//! # notifyhub-facade
//!
//! Facade API for consumers (CLI today, any future service). Bundles the
//! async executor and a synchronous dispatch path behind a single [`Client`],
//! and re-exports the config/request/error-mapping helpers `notifyhub-infra`
//! and `notifyhub-api` provide so callers need only depend on this crate.
//!
//! This crate depends on `infra`, `api`, `app`, `config`, `domain`, `core`,
//! and `shared`.

use notifyhub_app::{AsyncExecutor, AsyncOption, BatchHandle, CallbackSet, Dispatcher, ExecutorStats, Handle, TimeoutExceeded};
use notifyhub_config::ValidatedNotifyHubConfig;
use notifyhub_domain::{BatchId, Message, MessageId, Receipt};
use notifyhub_ports::PlatformAdapter;
use notifyhub_shared::{ErrorEnvelope, RequestContext, Result as SharedResult};
use std::collections::HashMap;
use std::sync::Arc;
use std::time::Duration;

pub use notifyhub_infra::{
    build_chat_webhook_adapters, build_configured_adapters, build_sms_adapter, build_smtp_adapter, build_webhook_adapter,
    is_secret_key, load_effective_config_from_env_json, load_effective_config_from_path_json, redact_if_secret,
    validate_env_parsing, validate_send_message_request_json, InfraError, InfraResult, SendMessageRequest, TargetRequest,
};

/// API v1 error/DTO re-exports, for CLI/service formatting.
pub use notifyhub_api::v1::{
    batch_handle_to_api_v1, error_envelope_to_api_v1_error, executor_stats_to_api_v1, handle_snapshot_to_api_v1,
    message_request_to_domain, receipt_to_api_v1, result_to_api_v1_result, validate_message_request,
    ApiV1BatchStatusDto, ApiV1ErrorDto, ApiV1ErrorKind, ApiV1ExecutorStatsDto, ApiV1HandleStatusDto,
    ApiV1MessageRequestDto, ApiV1ReceiptDto, ApiV1Result,
};

/// Returns the facade crate version.
#[must_use]
pub const fn facade_crate_version() -> &'static str {
    env!("CARGO_PKG_VERSION")
}

/// Top-level client bundling the synchronous dispatch path (caller →
/// `Dispatcher` → adapters → `Receipt`, per §2's synchronous control flow)
/// and the asynchronous executor (caller → `AsyncExecutor` → queue/scheduler
/// → worker → `Dispatcher` → `Handle`, per the asynchronous control flow).
///
/// Both paths share the same set of registered platform adapters: the
/// dispatcher the synchronous path calls directly is built from the same
/// adapter list passed to the executor's own internal dispatcher, so
/// `Client::send` and a scheduled message resolve identically.
pub struct Client {
    dispatcher: Arc<dyn Dispatcher>,
    executor: Arc<AsyncExecutor>,
}

impl Client {
    /// Build a client from a validated config and a set of platform
    /// adapters. Does not start the worker pool or delay scheduler — call
    /// [`Client::start`] before scheduling any async work.
    #[must_use]
    pub fn new(config: &ValidatedNotifyHubConfig, adapters: Vec<Arc<dyn PlatformAdapter>>) -> Self {
        let dispatcher: Arc<dyn Dispatcher> = Arc::new(notifyhub_infra::build_dispatcher(adapters.clone()));
        let executor = notifyhub_infra::build_executor(config, adapters);
        Self { dispatcher, executor }
    }

    /// Start the executor's worker pool, delay scheduler, and bridge task.
    /// Idempotent.
    pub async fn start(&self) {
        self.executor.start().await;
    }

    /// Stop the executor, draining in-flight work within `timeout`.
    ///
    /// # Errors
    /// Propagates [`TimeoutExceeded`] if the worker pool's drain window
    /// elapses with stragglers still running.
    pub async fn stop(&self, timeout: Duration) -> std::result::Result<(), TimeoutExceeded> {
        self.executor.stop(timeout).await
    }

    /// Synchronous send: dispatch `message` directly to its resolved
    /// adapters and return the aggregated [`Receipt`], bypassing the queue
    /// and worker pool entirely.
    ///
    /// # Errors
    /// Returns an error if `message` has no targets; per-target adapter
    /// failures are reported inside the `Receipt`, not as an outer error.
    pub async fn send(&self, message: &Message) -> SharedResult<Receipt> {
        let ctx = RequestContext::new_request();
        self.dispatcher.dispatch(&ctx, message).await
    }

    /// Synchronous send honoring a caller-supplied [`RequestContext`]
    /// (timeout/cancellation propagated to every adapter call).
    ///
    /// # Errors
    /// See [`Client::send`].
    pub async fn send_with_context(&self, ctx: &RequestContext, message: &Message) -> SharedResult<Receipt> {
        self.dispatcher.dispatch(ctx, message).await
    }

    /// Liveness check across every registered platform adapter.
    pub async fn health(&self) -> HashMap<String, SharedResult<()>> {
        let ctx = RequestContext::new_request();
        self.dispatcher.health(&ctx).await
    }

    /// Schedule one message for asynchronous delivery. Returns the
    /// [`Handle`] the caller observes, waits on, or cancels.
    ///
    /// # Errors
    /// Propagates handle-registry capacity errors and queue-admission
    /// errors (full/closed).
    pub async fn schedule(&self, message: Message, options: AsyncOption) -> SharedResult<Arc<Handle>> {
        self.executor.schedule_async(message, options).await
    }

    /// Schedule a batch of messages as one unit.
    ///
    /// # Errors
    /// Returns a validation error for an empty batch; otherwise propagates
    /// handle-registry/queue-admission errors.
    pub async fn schedule_batch(&self, messages: Vec<Message>, options: AsyncOption) -> SharedResult<Arc<BatchHandle>> {
        self.executor.schedule_batch(messages, options).await
    }

    /// Grow the worker pool toward `target` workers.
    pub async fn scale_workers(self: &Arc<Self>, target: usize) {
        self.executor.scale_workers(target).await;
    }

    /// Combined operational snapshot across every executor subsystem.
    pub async fn stats(&self) -> ExecutorStats {
        self.executor.get_stats().await
    }

    /// Register a callback set applied to every message/batch's lifecycle
    /// events, in addition to any per-message/per-batch set passed via
    /// [`AsyncOption::callbacks`].
    pub async fn register_global_callbacks(&self, callbacks: CallbackSet) {
        self.executor.register_global_callbacks(callbacks).await;
    }

    /// Look up a tracked [`Handle`] by message id, for operational tooling.
    pub async fn handle(&self, message_id: &MessageId) -> Option<Arc<Handle>> {
        self.executor.get_handle(message_id).await
    }

    /// Look up a tracked [`BatchHandle`] by batch id, for operational tooling.
    pub async fn batch(&self, batch_id: &BatchId) -> Option<Arc<BatchHandle>> {
        self.executor.get_batch(batch_id).await
    }
}

#[cfg(test)]
mod tests {
    use super::*;
    use notifyhub_config::NotifyHubConfig;
    use notifyhub_domain::Target;
    use notifyhub_testkit::in_memory::MockPlatformAdapter;
    use std::time::Duration;

    fn config() -> ValidatedNotifyHubConfig {
        let mut raw = NotifyHubConfig::default();
        raw.worker_pool.min_workers = 1;
        raw.worker_pool.max_workers = 2;
        raw.validate_and_normalize().expect("valid config")
    }

    fn message() -> Message {
        Message::builder("hi", "there")
            .target(Target::builder("email", "a@example.com", "mock").build().expect("target"))
            .build()
            .expect("message")
    }

    #[test]
    fn facade_crate_compiles() {
        assert!(!facade_crate_version().is_empty());
    }

    #[tokio::test]
    async fn client_send_dispatches_synchronously() {
        let adapter: Arc<dyn PlatformAdapter> = Arc::new(MockPlatformAdapter::new("mock"));
        let client = Client::new(&config(), vec![adapter]);

        let receipt = client.send(&message()).await.expect("dispatch");
        assert_eq!(receipt.total, 1);
        assert_eq!(receipt.successful, 1);
    }

    #[tokio::test]
    async fn client_schedule_resolves_through_executor() {
        let adapter: Arc<dyn PlatformAdapter> = Arc::new(MockPlatformAdapter::new("mock"));
        let client = Client::new(&config(), vec![adapter]);
        client.start().await;

        let handle = client.schedule(message(), AsyncOption::default()).await.expect("schedule");
        let result = handle.wait(None).await;
        assert!(result.is_ok());

        client.stop(Duration::from_millis(300)).await.expect("stop");
    }

    #[tokio::test]
    async fn client_exposes_handle_lookup() {
        let adapter: Arc<dyn PlatformAdapter> = Arc::new(MockPlatformAdapter::new("mock"));
        let client = Client::new(&config(), vec![adapter]);
        client.start().await;

        let message = message();
        let message_id = message.id.clone();
        let handle = client.schedule(message, AsyncOption::default()).await.expect("schedule");
        let _ = handle.wait(None).await;

        let looked_up = client.handle(&message_id).await;
        assert!(looked_up.is_some());

        client.stop(Duration::from_millis(300)).await.expect("stop");
    }
}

ABOUT THIS TASK ▸
Reproduce exactly the lines above from the line with "pub async fn health(&self)" to the line with "errors and queue-admission", including both, and add nothing.

ANSWER TO THIS TASK ▸
    pub async fn health(&self) -> HashMap<String, SharedResult<()>> {
        let ctx = RequestContext::new_request();
        self.dispatcher.health(&ctx).await
    }

    /// Schedule one message for asynchronous delivery. Returns the
    /// [`Handle`] the caller observes, waits on, or cancels.
    ///
    /// # Errors
    /// Propagates handle-registry capacity errors and queue-admission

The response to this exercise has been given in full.